Maybe you're old enough to have owned an SLR before everyone started buying these little point-and-shoot digital cameras. No matter how cheap the camera was, no matter how cheap the lens was, you'd put a filter on the lens to protect it, right? But now that you have this tiny little camera, with a tiny little lens that sticks way out, on a fragile little plastic gear, protecting the lens is more important than ever. At least with that old SLR, you had other lenses, but now, the photography on your whole trip depends on you not bumping that little fragile snout.

What you need is a filter adapter. These little metal tubes will enable you to put a filter in front of your lens. This will protect your lens from dust and scratches; it will protect your lens mechanism from dust and bumps; it will keep humidity out of your camera body; it will protect your camera when you forget to take the lens cap off and turn it on and ram the lens into the cap; and it will even make your pictures better if you put the right filter on.

There are a lot of options out there. Many cameras have threading and can take an add-on metal tube which holds filters, while others add threading to the body of the camera with a snap-on cradle. Many manufacturers make these filter adapters, and there are some after-market versions as well. Look for items called "Filter Adapters."

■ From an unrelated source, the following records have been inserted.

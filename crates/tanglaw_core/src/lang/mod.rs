//! TanglawPL vocabulary registries.
//!
//! This module is the “front door” for language-level vocabulary: control-flow keywords, data types, the
//! geometry/unit reserved words, operators, and punctuation.
//!
//! The design goal is to avoid stringly-typed checks scattered across the lexer and parser. Callers work with
//! **stable IDs** (e.g. `KeywordId`, `OperatorId`) and look up spellings/metadata via registry tables.
//!
//! ## Notes
//! - Registries are **pure**: no AST types, no IO, no side effects.
//! - The lexer/parser enforce syntax; registries provide spellings and metadata (category, precedence, arity).
//!
//! ## Examples
//! ```rust
//! use tanglaw_core::lang::keywords::{self, KeywordId};
//!
//! assert_eq!(keywords::from_str("repeat"), Some(KeywordId::Repeat));
//! assert_eq!(keywords::as_str(KeywordId::Repeat), "repeat");
//! ```

pub mod keywords;
pub mod operators;
pub mod punctuation;
pub mod reserved;
pub mod types;

/// Spellings of the two boolean literals.
pub const BOOLEAN_LITERALS: &[(&str, bool)] = &[("true", true), ("false", false)];

/// Resolve a boolean literal spelling.
///
/// ## Examples
/// ```rust
/// assert_eq!(tanglaw_core::lang::boolean_from_str("true"), Some(true));
/// assert_eq!(tanglaw_core::lang::boolean_from_str("True"), None);
/// ```
pub fn boolean_from_str(s: &str) -> Option<bool> {
    BOOLEAN_LITERALS.iter().find(|(sp, _)| *sp == s).map(|(_, v)| *v)
}
//! Canonical language vocabulary for TanglawPL.
//!
//! This crate is intentionally small and dependency-free. It holds the closed word and symbol sets that the lexer
//! classifies against and that the parser dispatches on, plus the one semantic helper the parser is allowed to use
//! (literal/declared-type compatibility).
//!
//! ## Notes
//!
//! - **No IO**, no global mutable state, no syntax types (tokens/AST live in `tanglaw_syntax`).
//! - Callers work with stable IDs (`KeywordId`, `OperatorId`, ...) and look up spellings through the registries.

pub mod lang;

Not only do these filter adapters protect your lens, but they will also improve your photography if you get a good filter. Outdoors, a UV filter will cut haze and improve your landscapes. Around people (and some say for any subject) an 81a filter will warm up your images, particularly if you use much strobe light. And outdoors, a polarizing filter will remove glare from water surfaces, make your skies bluer by reducing scattered light, and make all your colors more saturated by removing some glare from any non-metallic surface.

One of my favorite filters is the Moose Filter, created by outdoor photographer Moose Peterson. It's a combined polarizer and 81a filter, I use it outside whenever the sun is out.

I prefer lens adapters with larger apertures; if you add a filter that is the same size as your lens, you may get some vignetting (darkening of the corners) because your lens is somewhat blocked by the filter. It's also nice to get an adapter with a more standard size; for my Olympus 5050, I could by an adapter that took 43mm filters or 52mm filters. The 52mm won't vignette, and it's a more standard size, so my UV filter was less expensive. They don't even make a 43mm Moose filter. On the other hand, I got the smaller adapter, too, since the Olympus telephoto adapter only came in a 43mm size. The smaller size also blocks less light from the strobe.

Brands of filter adapters include Olympus, Tiffen, and Raynox.